*What to do*: The answer should be an exact repeat of the stretch of material below from the line containing "filename src/api/media/handlers.rs" through the line containing "are modelled: a".

*Material provided*:
+===+

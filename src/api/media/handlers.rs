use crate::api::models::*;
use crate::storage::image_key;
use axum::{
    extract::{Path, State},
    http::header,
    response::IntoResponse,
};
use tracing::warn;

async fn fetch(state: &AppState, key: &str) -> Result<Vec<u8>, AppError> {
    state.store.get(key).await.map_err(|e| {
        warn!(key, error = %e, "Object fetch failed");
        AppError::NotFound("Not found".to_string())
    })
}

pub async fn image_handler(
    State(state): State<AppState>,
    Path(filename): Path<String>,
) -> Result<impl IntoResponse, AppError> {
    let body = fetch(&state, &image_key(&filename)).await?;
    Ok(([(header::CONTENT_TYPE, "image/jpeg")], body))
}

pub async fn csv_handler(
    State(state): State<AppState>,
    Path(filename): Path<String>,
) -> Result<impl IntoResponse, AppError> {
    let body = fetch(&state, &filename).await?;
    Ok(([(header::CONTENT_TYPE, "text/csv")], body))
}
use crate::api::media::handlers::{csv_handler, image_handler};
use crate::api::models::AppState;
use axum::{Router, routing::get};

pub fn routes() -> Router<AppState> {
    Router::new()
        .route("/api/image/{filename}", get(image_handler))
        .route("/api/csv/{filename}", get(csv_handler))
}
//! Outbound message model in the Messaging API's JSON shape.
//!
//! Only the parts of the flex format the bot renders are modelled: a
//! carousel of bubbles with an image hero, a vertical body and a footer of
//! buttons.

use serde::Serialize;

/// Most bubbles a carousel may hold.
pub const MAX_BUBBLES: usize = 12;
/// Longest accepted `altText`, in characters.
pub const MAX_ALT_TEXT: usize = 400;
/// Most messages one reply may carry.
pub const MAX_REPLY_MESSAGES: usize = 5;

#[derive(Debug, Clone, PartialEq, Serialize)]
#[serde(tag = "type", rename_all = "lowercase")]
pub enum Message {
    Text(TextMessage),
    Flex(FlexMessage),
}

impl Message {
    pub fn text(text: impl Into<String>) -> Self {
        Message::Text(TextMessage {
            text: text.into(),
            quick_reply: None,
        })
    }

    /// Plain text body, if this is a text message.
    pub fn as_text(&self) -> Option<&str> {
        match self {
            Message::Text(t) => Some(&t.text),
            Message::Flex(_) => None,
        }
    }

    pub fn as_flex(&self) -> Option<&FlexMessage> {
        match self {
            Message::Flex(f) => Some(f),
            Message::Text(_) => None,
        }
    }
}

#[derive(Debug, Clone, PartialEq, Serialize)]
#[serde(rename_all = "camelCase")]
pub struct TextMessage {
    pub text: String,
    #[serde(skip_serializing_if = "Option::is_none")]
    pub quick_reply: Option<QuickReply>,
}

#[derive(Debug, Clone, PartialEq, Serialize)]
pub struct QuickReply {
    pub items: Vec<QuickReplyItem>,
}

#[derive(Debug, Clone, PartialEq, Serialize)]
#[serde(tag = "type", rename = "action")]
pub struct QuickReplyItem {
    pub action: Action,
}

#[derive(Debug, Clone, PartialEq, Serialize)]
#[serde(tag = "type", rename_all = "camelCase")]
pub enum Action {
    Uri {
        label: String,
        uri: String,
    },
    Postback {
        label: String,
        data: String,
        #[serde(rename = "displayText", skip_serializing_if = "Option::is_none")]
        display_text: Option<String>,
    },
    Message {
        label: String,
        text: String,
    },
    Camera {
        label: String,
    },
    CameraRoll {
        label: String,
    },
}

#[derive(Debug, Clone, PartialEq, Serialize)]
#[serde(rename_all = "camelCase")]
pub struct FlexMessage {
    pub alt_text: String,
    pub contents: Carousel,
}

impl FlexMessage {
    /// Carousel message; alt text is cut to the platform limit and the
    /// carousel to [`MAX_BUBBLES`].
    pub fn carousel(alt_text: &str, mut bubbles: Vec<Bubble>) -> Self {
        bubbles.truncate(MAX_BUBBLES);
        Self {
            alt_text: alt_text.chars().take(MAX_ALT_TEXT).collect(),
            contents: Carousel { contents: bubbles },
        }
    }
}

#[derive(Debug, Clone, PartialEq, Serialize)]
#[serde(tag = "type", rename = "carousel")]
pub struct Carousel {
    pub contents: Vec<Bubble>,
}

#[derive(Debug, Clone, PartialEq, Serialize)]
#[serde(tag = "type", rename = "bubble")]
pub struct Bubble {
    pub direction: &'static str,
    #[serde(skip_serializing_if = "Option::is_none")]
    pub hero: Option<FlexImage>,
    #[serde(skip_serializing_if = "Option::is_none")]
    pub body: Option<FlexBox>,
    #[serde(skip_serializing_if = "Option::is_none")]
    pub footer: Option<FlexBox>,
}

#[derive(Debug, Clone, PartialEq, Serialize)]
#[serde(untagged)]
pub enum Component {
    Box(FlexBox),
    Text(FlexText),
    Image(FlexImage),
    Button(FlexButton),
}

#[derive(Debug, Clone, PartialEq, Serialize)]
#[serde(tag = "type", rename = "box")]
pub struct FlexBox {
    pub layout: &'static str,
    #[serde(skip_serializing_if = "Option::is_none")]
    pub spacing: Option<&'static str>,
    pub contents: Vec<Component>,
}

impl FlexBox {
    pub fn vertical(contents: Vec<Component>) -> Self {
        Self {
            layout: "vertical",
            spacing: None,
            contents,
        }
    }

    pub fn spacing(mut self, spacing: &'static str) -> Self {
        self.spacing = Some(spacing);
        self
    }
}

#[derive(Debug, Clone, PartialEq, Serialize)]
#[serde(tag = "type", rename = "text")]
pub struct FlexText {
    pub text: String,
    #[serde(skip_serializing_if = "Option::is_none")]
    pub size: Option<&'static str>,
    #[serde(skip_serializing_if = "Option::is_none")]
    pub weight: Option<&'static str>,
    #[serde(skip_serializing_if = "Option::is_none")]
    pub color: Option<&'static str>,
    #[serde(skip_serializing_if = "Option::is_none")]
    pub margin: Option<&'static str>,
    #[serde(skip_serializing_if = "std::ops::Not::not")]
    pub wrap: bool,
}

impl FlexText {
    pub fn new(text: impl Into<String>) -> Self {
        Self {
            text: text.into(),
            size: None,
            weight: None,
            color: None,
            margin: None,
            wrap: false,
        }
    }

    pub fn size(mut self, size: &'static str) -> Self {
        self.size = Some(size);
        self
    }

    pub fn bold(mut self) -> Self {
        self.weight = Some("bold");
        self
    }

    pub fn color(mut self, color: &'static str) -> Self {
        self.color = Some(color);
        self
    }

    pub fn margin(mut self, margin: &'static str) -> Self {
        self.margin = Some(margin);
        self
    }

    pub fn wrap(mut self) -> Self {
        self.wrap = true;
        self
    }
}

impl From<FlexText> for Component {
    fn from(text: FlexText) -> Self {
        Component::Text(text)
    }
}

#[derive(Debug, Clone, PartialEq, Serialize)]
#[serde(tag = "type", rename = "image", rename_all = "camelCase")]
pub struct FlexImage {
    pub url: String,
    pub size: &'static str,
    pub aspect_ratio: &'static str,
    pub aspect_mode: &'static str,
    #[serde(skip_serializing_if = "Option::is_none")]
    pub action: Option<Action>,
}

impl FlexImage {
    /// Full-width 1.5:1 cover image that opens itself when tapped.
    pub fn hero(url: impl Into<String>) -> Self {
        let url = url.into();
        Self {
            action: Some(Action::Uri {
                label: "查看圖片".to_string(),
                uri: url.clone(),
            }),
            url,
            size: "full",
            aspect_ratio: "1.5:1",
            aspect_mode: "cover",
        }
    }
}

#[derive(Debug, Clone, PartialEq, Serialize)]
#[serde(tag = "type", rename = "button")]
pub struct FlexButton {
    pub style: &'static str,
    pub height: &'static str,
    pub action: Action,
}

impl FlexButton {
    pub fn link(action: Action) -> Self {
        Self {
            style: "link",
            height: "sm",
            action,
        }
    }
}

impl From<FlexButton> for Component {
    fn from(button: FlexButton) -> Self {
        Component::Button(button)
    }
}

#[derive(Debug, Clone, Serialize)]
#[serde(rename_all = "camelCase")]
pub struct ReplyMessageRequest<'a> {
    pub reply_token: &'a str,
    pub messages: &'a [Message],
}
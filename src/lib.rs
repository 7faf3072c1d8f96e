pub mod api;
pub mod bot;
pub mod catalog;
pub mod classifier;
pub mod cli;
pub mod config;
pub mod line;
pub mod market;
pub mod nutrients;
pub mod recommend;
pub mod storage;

+===+

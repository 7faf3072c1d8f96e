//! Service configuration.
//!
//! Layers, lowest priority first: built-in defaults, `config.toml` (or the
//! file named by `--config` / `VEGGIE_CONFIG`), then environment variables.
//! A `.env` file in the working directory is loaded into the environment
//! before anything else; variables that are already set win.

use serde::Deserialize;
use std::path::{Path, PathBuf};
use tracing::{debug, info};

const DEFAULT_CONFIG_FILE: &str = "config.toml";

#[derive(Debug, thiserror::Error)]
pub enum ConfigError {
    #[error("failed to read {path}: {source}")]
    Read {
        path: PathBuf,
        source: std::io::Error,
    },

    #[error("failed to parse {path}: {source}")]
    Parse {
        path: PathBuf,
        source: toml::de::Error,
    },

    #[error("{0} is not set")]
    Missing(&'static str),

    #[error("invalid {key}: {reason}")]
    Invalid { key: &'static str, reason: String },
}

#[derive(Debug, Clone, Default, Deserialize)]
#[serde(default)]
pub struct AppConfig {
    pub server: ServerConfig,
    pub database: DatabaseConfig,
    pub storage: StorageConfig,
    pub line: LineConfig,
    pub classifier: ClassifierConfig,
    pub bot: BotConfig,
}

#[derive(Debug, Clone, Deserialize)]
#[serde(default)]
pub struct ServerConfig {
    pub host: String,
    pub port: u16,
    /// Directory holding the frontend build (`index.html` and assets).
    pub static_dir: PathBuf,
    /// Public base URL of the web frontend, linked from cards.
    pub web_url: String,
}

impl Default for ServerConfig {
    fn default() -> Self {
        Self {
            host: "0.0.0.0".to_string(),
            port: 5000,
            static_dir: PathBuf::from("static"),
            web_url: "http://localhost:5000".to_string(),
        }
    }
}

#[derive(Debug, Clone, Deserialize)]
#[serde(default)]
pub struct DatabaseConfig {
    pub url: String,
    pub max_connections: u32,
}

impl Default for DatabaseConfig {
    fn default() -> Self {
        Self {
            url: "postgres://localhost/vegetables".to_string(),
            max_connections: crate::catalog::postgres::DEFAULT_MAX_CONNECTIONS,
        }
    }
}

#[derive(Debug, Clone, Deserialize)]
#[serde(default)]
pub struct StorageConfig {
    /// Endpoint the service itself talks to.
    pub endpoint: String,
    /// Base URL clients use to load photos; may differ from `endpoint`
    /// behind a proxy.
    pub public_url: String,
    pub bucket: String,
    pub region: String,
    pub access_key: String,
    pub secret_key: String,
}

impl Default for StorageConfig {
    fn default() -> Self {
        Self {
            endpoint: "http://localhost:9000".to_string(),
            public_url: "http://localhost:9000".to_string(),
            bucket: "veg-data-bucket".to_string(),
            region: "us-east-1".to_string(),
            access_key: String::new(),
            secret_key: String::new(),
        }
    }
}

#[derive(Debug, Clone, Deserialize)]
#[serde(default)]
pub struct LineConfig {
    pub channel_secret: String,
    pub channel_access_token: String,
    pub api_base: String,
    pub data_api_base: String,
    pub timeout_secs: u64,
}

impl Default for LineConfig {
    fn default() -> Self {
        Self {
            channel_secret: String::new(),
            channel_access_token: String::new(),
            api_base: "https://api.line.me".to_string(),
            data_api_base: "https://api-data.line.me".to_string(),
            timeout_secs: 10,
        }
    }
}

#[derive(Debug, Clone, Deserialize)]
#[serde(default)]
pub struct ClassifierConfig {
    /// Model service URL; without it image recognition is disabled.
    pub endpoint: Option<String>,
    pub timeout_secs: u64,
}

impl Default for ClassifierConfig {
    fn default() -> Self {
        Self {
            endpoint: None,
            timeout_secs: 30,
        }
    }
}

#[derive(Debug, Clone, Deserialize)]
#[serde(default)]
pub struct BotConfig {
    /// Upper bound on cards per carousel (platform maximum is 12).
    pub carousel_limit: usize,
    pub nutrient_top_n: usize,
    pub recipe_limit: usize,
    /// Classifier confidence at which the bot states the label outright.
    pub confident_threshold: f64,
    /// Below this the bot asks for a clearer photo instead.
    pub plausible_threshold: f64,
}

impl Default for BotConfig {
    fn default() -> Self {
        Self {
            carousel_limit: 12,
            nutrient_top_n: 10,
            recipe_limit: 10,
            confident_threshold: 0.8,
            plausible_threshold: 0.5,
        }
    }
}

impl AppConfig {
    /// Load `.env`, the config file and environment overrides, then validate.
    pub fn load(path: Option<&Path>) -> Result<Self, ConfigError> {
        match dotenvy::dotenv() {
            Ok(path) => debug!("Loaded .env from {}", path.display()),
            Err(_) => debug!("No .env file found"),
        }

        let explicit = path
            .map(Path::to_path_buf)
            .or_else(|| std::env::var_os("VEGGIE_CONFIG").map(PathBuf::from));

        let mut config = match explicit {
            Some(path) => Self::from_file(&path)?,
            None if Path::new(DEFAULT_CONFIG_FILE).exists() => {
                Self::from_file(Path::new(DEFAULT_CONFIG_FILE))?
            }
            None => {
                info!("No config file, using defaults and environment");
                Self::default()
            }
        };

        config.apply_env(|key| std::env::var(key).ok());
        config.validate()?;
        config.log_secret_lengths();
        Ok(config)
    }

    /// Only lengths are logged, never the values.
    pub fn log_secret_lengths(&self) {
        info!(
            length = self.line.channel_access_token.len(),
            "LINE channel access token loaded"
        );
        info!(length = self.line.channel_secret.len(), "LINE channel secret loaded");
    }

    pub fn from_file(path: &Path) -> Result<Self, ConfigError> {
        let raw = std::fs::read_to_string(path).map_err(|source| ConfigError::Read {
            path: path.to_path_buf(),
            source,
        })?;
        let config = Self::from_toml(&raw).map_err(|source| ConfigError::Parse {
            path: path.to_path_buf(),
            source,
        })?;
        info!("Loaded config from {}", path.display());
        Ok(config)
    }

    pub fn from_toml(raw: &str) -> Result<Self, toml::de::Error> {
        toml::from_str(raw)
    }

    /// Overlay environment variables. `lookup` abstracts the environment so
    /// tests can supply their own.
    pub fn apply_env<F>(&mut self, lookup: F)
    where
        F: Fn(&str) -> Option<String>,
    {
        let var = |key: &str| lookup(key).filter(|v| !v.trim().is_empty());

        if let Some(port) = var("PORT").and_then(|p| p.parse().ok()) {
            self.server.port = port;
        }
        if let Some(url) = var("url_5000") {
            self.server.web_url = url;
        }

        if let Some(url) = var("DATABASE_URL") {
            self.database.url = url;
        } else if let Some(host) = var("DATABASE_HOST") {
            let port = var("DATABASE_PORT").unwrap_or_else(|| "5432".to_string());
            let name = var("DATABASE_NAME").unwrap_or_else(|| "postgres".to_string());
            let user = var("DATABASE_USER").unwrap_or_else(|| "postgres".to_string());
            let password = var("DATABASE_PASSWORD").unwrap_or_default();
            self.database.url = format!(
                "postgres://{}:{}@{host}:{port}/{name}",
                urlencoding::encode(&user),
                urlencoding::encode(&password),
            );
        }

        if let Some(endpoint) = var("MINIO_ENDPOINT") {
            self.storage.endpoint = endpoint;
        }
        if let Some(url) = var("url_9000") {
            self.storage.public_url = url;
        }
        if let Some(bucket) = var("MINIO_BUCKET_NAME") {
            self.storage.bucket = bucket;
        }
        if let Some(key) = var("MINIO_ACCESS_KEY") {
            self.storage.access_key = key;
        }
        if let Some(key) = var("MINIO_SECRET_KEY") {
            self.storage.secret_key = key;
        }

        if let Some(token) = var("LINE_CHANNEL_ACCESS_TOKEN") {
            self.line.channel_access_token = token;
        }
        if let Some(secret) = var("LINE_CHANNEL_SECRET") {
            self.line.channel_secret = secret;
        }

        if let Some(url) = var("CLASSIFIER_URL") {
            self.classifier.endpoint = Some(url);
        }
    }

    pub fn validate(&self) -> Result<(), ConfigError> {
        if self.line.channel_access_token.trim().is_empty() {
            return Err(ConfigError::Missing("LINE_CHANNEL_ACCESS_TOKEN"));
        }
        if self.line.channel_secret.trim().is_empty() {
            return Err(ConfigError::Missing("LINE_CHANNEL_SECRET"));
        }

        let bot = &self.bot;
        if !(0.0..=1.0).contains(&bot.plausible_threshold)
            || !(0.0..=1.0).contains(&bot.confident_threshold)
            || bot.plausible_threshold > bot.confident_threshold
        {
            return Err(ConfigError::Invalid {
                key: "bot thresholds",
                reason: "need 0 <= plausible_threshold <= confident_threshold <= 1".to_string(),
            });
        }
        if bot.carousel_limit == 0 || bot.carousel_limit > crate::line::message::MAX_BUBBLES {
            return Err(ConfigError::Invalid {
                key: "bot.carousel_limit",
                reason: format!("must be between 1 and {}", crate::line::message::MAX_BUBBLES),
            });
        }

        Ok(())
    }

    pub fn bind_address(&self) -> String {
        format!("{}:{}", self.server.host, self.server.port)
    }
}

+===+

*Written solution*:
filename src/api/media/handlers.rs
use crate::api::models::*;
use crate::storage::image_key;
use axum::{
    extract::{Path, State},
    http::header,
    response::IntoResponse,
};
use tracing::warn;

async fn fetch(state: &AppState, key: &str) -> Result<Vec<u8>, AppError> {
    state.store.get(key).await.map_err(|e| {
        warn!(key, error = %e, "Object fetch failed");
        AppError::NotFound("Not found".to_string())
    })
}

pub async fn image_handler(
    State(state): State<AppState>,
    Path(filename): Path<String>,
) -> Result<impl IntoResponse, AppError> {
    let body = fetch(&state, &image_key(&filename)).await?;
    Ok(([(header::CONTENT_TYPE, "image/jpeg")], body))
}

pub async fn csv_handler(
    State(state): State<AppState>,
    Path(filename): Path<String>,
) -> Result<impl IntoResponse, AppError> {
    let body = fetch(&state, &filename).await?;
    Ok(([(header::CONTENT_TYPE, "text/csv")], body))
}
use crate::api::media::handlers::{csv_handler, image_handler};
use crate::api::models::AppState;
use axum::{Router, routing::get};

pub fn routes() -> Router<AppState> {
    Router::new()
        .route("/api/image/{filename}", get(image_handler))
        .route("/api/csv/{filename}", get(csv_handler))
}
//! Outbound message model in the Messaging API's JSON shape.
//!
//! Only the parts of the flex format the bot renders are modelled: a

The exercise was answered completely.